### THE TASK
Scan the records below and copy every line that contains the string "each".

Saved entries
╭──

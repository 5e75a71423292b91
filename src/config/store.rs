use arc_swap::ArcSwap;
use std::path::{Path, PathBuf};
use std::sync::Arc;
use tokio::sync::broadcast;
use tracing::{info, warn};

use crate::error::{AppError, Result};

use super::schema::AppConfig;

const RELOAD_CHANNEL_CAPACITY: usize = 16;
const ENV_PREFIX: &str = "CAMERA_SERVICE_";

/// Config Provider (C1). Holds an atomically-swappable snapshot of
/// [`AppConfig`] plus a broadcast channel fanning out the new snapshot to
/// subscribers on every successful reload.
pub struct ConfigProvider {
    path: Option<PathBuf>,
    snapshot: ArcSwap<AppConfig>,
    reload_tx: broadcast::Sender<Arc<AppConfig>>,
}

impl ConfigProvider {
    /// Load from `path` (if given) overlaid with `CAMERA_SERVICE_*`
    /// environment variables, validate, and construct the provider.
    ///
    /// Resolves Open Question 1: an absent/empty path does not fall back to
    /// an implicit default filename — only the struct-level `Default` plus
    /// the environment overlay determine the result.
    pub fn load(path: Option<&Path>) -> Result<Self> {
        let config = Self::load_config(path)?;
        let (reload_tx, _) = broadcast::channel(RELOAD_CHANNEL_CAPACITY);
        Ok(Self {
            path: path.map(PathBuf::from),
            snapshot: ArcSwap::from_pointee(config),
            reload_tx,
        })
    }

    fn load_config(path: Option<&Path>) -> Result<AppConfig> {
        let mut config = match path {
            Some(p) => {
                let text = std::fs::read_to_string(p)
                    .map_err(|_| AppError::ConfigMissing(p.display().to_string()))?;
                serde_yaml::from_str(&text)
                    .map_err(|e| AppError::ConfigParse(format!("{}: {e}", p.display())))?
            }
            None => AppConfig::default(),
        };

        apply_env_overrides(&mut config)?;

        config
            .validate()
            .map_err(AppError::ConfigInvalid)?;

        Ok(config)
    }

    /// Return the current immutable snapshot. Cheap, lock-free, no I/O.
    pub fn snapshot(&self) -> Arc<AppConfig> {
        self.snapshot.load_full()
    }

    /// Register for reload notifications; each subscriber receives the new
    /// snapshot, in full, on every successful reload.
    pub fn subscribe(&self) -> broadcast::Receiver<Arc<AppConfig>> {
        self.reload_tx.subscribe()
    }

    /// Re-parse the file (if one was given at construction) and re-apply
    /// the full environment overlay. A reload is all-or-nothing: a bad
    /// reload is rejected and the previous snapshot stays live.
    pub fn reload(&self) -> Result<()> {
        let config = Self::load_config(self.path.as_deref())?;
        let config = Arc::new(config);
        self.snapshot.store(config.clone());
        let _ = self.reload_tx.send(config);
        info!("configuration reloaded");
        Ok(())
    }
}

/// Overlay `CAMERA_SERVICE_<SECTION>_<FIELD>` environment variables onto a
/// parsed config. Round-trips the struct through JSON so each leaf can be
/// located and replaced generically without hand-writing one setter per
/// field; an override with a type mismatch (e.g. a non-integer port) fails
/// loading with a typed error rather than being silently ignored.
fn apply_env_overrides(config: &mut AppConfig) -> Result<()> {
    let mut value = serde_json::to_value(&*config)
        .map_err(|e| AppError::Internal(format!("config round-trip failed: {e}")))?;

    for (key, raw) in std::env::vars() {
        let Some(rest) = key.strip_prefix(ENV_PREFIX) else {
            continue;
        };
        let path: Vec<String> = rest.to_lowercase().split('_').map(str::to_string).collect();
        if path.len() < 2 {
            continue;
        }
        if let Err(msg) = set_path(&mut value, &path, &raw) {
            warn!(key = %key, "ignoring env override with unrecognized path: {msg}");
        }
    }

    *config = serde_json::from_value(value)
        .map_err(|e| AppError::ConfigInvalid(format!("override produced invalid config: {e}")))?;
    Ok(())
}

/// Attempt to set `path` (section, then one or more underscore-joined field
/// segments) inside a `serde_json::Value` tree to the parsed scalar form of
/// `raw`. Section and field names in `AppConfig` are single words, so the
/// remaining segments are rejoined with `_` to recover multi-word field
/// names such as `poll_interval_secs`.
fn set_path(value: &mut serde_json::Value, path: &[String], raw: &str) -> std::result::Result<(), String> {
    let section = &path[0];
    let field = path[1..].join("_");

    let obj = value
        .as_object_mut()
        .ok_or_else(|| "config root is not an object".to_string())?;
    let section_value = obj
        .get_mut(section)
        .ok_or_else(|| format!("unknown section {section}"))?;
    let section_obj = section_value
        .as_object_mut()
        .ok_or_else(|| format!("section {section} is not an object"))?;
    let Some(existing) = section_obj.get(&field) else {
        return Err(format!("unknown field {section}.{field}"));
    };

    let parsed = match existing {
        serde_json::Value::Bool(_) => raw
            .parse::<bool>()
            .map(serde_json::Value::Bool)
            .map_err(|e| e.to_string())?,
        serde_json::Value::Number(n) if n.is_u64() || n.is_i64() => raw
            .parse::<i64>()
            .map(|v| serde_json::Value::Number(v.into()))
            .map_err(|e| e.to_string())?,
        serde_json::Value::Number(_) => raw
            .parse::<f64>()
            .ok()
            .and_then(serde_json::Number::from_f64)
            .map(serde_json::Value::Number)
            .ok_or_else(|| "invalid float".to_string())?,
        serde_json::Value::Array(_) => {
            let items: std::result::Result<Vec<serde_json::Value>, String> = raw
                .split(',')
                .map(|s| {
                    s.trim()
                        .parse::<i64>()
                        .map(|v| serde_json::Value::Number(v.into()))
                        .map_err(|e| e.to_string())
                })
                .collect();
            serde_json::Value::Array(items?)
        }
        _ => serde_json::Value::String(raw.to_string()),
    };

    section_obj.insert(field, parsed);
    Ok(())
}

#[cfg(test)]
mod tests {
    use super::*;
    use std::io::Write;

    #[test]
    fn loads_defaults_with_no_path() {
        let provider = ConfigProvider::load(None).unwrap();
        let snap = provider.snapshot();
        assert_eq!(snap.server.port, 8899);
    }

    #[test]
    fn env_override_wins_over_file() {
        let dir = tempfile::tempdir().unwrap();
        let path = dir.path().join("config.yaml");
        let mut f = std::fs::File::create(&path).unwrap();
        writeln!(f, "server:\n  host: \"127.0.0.1\"\n  port: 8080").unwrap();

        std::env::set_var("CAMERA_SERVICE_SERVER_HOST", "test-host");
        let provider = ConfigProvider::load(Some(&path)).unwrap();
        std::env::remove_var("CAMERA_SERVICE_SERVER_HOST");

        let snap = provider.snapshot();
        assert_eq!(snap.server.host, "test-host");
        assert_eq!(snap.server.port, 8080);
    }

    #[test]
    fn non_integer_port_override_fails_load() {
        std::env::set_var("CAMERA_SERVICE_SERVER_PORT", "not-a-number");
        let result = ConfigProvider::load(None);
        std::env::remove_var("CAMERA_SERVICE_SERVER_PORT");
        assert!(result.is_err());
    }

    #[test]
    fn missing_file_fails_load() {
        let result = ConfigProvider::load(Some(Path::new("/no/such/file.yaml")));
        assert!(matches!(result, Err(AppError::ConfigMissing(_))));
    }

    #[test]
    fn malformed_yaml_fails_load() {
        let dir = tempfile::tempdir().unwrap();
        let path = dir.path().join("bad.yaml");
        std::fs::write(&path, "not: [valid: yaml").unwrap();
        let result = ConfigProvider::load(Some(&path));
        assert!(matches!(result, Err(AppError::ConfigParse(_))));
    }

    #[test]
    fn empty_device_range_fails_validation() {
        let dir = tempfile::tempdir().unwrap();
        let path = dir.path().join("config.yaml");
        std::fs::write(&path, "camera:\n  device_range: []\n").unwrap();
        let result = ConfigProvider::load(Some(&path));
        assert!(matches!(result, Err(AppError::ConfigInvalid(_))));
    }
}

╰──

### EXERCISE SOLUTION
    /// Register for reload notifications; each subscriber receives the new
/// parsed config. Round-trips the struct through JSON so each leaf can be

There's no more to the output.